• [Assignment]: For this exercise, output every line of the data as it stands.

Dataset entries:
- - -

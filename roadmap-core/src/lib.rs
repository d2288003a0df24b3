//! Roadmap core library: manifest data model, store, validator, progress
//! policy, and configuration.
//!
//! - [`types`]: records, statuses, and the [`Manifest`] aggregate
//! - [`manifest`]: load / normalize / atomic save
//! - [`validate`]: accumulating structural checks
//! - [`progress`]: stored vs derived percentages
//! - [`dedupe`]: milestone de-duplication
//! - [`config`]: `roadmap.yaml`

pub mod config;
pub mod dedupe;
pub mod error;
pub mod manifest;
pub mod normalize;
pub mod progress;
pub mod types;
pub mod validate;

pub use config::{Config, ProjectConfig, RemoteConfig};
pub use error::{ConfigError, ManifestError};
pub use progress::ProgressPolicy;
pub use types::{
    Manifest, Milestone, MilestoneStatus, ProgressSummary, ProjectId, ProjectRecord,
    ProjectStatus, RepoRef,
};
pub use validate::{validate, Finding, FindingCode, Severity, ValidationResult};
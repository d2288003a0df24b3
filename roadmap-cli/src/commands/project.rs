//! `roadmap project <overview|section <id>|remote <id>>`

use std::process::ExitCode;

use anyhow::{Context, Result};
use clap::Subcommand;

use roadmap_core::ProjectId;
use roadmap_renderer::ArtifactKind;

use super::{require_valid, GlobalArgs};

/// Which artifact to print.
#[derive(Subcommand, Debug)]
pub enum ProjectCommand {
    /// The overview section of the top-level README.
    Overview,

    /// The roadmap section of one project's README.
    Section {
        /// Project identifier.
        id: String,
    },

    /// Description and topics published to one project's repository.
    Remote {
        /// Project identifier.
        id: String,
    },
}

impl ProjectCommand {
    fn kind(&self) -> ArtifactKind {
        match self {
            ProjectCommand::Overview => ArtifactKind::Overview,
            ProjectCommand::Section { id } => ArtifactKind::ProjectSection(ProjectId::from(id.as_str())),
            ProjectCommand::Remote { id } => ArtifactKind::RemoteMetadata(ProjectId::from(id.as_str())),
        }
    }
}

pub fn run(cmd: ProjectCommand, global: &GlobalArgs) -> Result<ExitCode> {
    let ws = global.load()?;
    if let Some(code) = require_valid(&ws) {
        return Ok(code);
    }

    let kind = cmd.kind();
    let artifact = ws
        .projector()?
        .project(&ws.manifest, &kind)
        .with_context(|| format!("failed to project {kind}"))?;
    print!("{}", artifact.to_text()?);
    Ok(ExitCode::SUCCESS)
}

- - -

• [Result]:
filename roadmap-core/src/lib.rs
repository d2288003a0df24b3
//! Roadmap core library: manifest data model, store, validator, progress
//! policy, and configuration.
//!
//! - [`types`]: records, statuses, and the [`Manifest`] aggregate
//! - [`manifest`]: load / normalize / atomic save
//! - [`validate`]: accumulating structural checks
//! - [`progress`]: stored vs derived percentages
//! - [`dedupe`]: milestone de-duplication
//! - [`config`]: `roadmap.yaml`

pub mod config;
pub mod dedupe;
pub mod error;
pub mod manifest;
pub mod normalize;
pub mod progress;
pub mod types;
pub mod validate;

pub use config::{Config, ProjectConfig, RemoteConfig};
pub use error::{ConfigError, ManifestError};
pub use progress::ProgressPolicy;
pub use types::{
    Manifest, Milestone, MilestoneStatus, ProgressSummary, ProjectId, ProjectRecord,
    ProjectStatus, RepoRef,
};
pub use validate::{validate, Finding, FindingCode, Severity, ValidationResult};
repository d2288003a0df24b3
filename roadmap-cli/src/commands/project.rs
//! `roadmap project <overview|section <id>|remote <id>>`

use std::process::ExitCode;

use anyhow::{Context, Result};
use clap::Subcommand;

use roadmap_core::ProjectId;
use roadmap_renderer::ArtifactKind;

use super::{require_valid, GlobalArgs};

/// Which artifact to print.
#[derive(Subcommand, Debug)]
pub enum ProjectCommand {
    /// The overview section of the top-level README.
    Overview,

    /// The roadmap section of one project's README.
    Section {
        /// Project identifier.
        id: String,
    },

    /// Description and topics published to one project's repository.
    Remote {
        /// Project identifier.
        id: String,
    },
}

impl ProjectCommand {
    fn kind(&self) -> ArtifactKind {
        match self {
            ProjectCommand::Overview => ArtifactKind::Overview,
            ProjectCommand::Section { id } => ArtifactKind::ProjectSection(ProjectId::from(id.as_str())),
            ProjectCommand::Remote { id } => ArtifactKind::RemoteMetadata(ProjectId::from(id.as_str())),
        }
    }
}

pub fn run(cmd: ProjectCommand, global: &GlobalArgs) -> Result<ExitCode> {
    let ws = global.load()?;
    if let Some(code) = require_valid(&ws) {
        return Ok(code);
    }

    let kind = cmd.kind();
    let artifact = ws
        .projector()?
        .project(&ws.manifest, &kind)
        .with_context(|| format!("failed to project {kind}"))?;
    print!("{}", artifact.to_text()?);
    Ok(ExitCode::SUCCESS)
}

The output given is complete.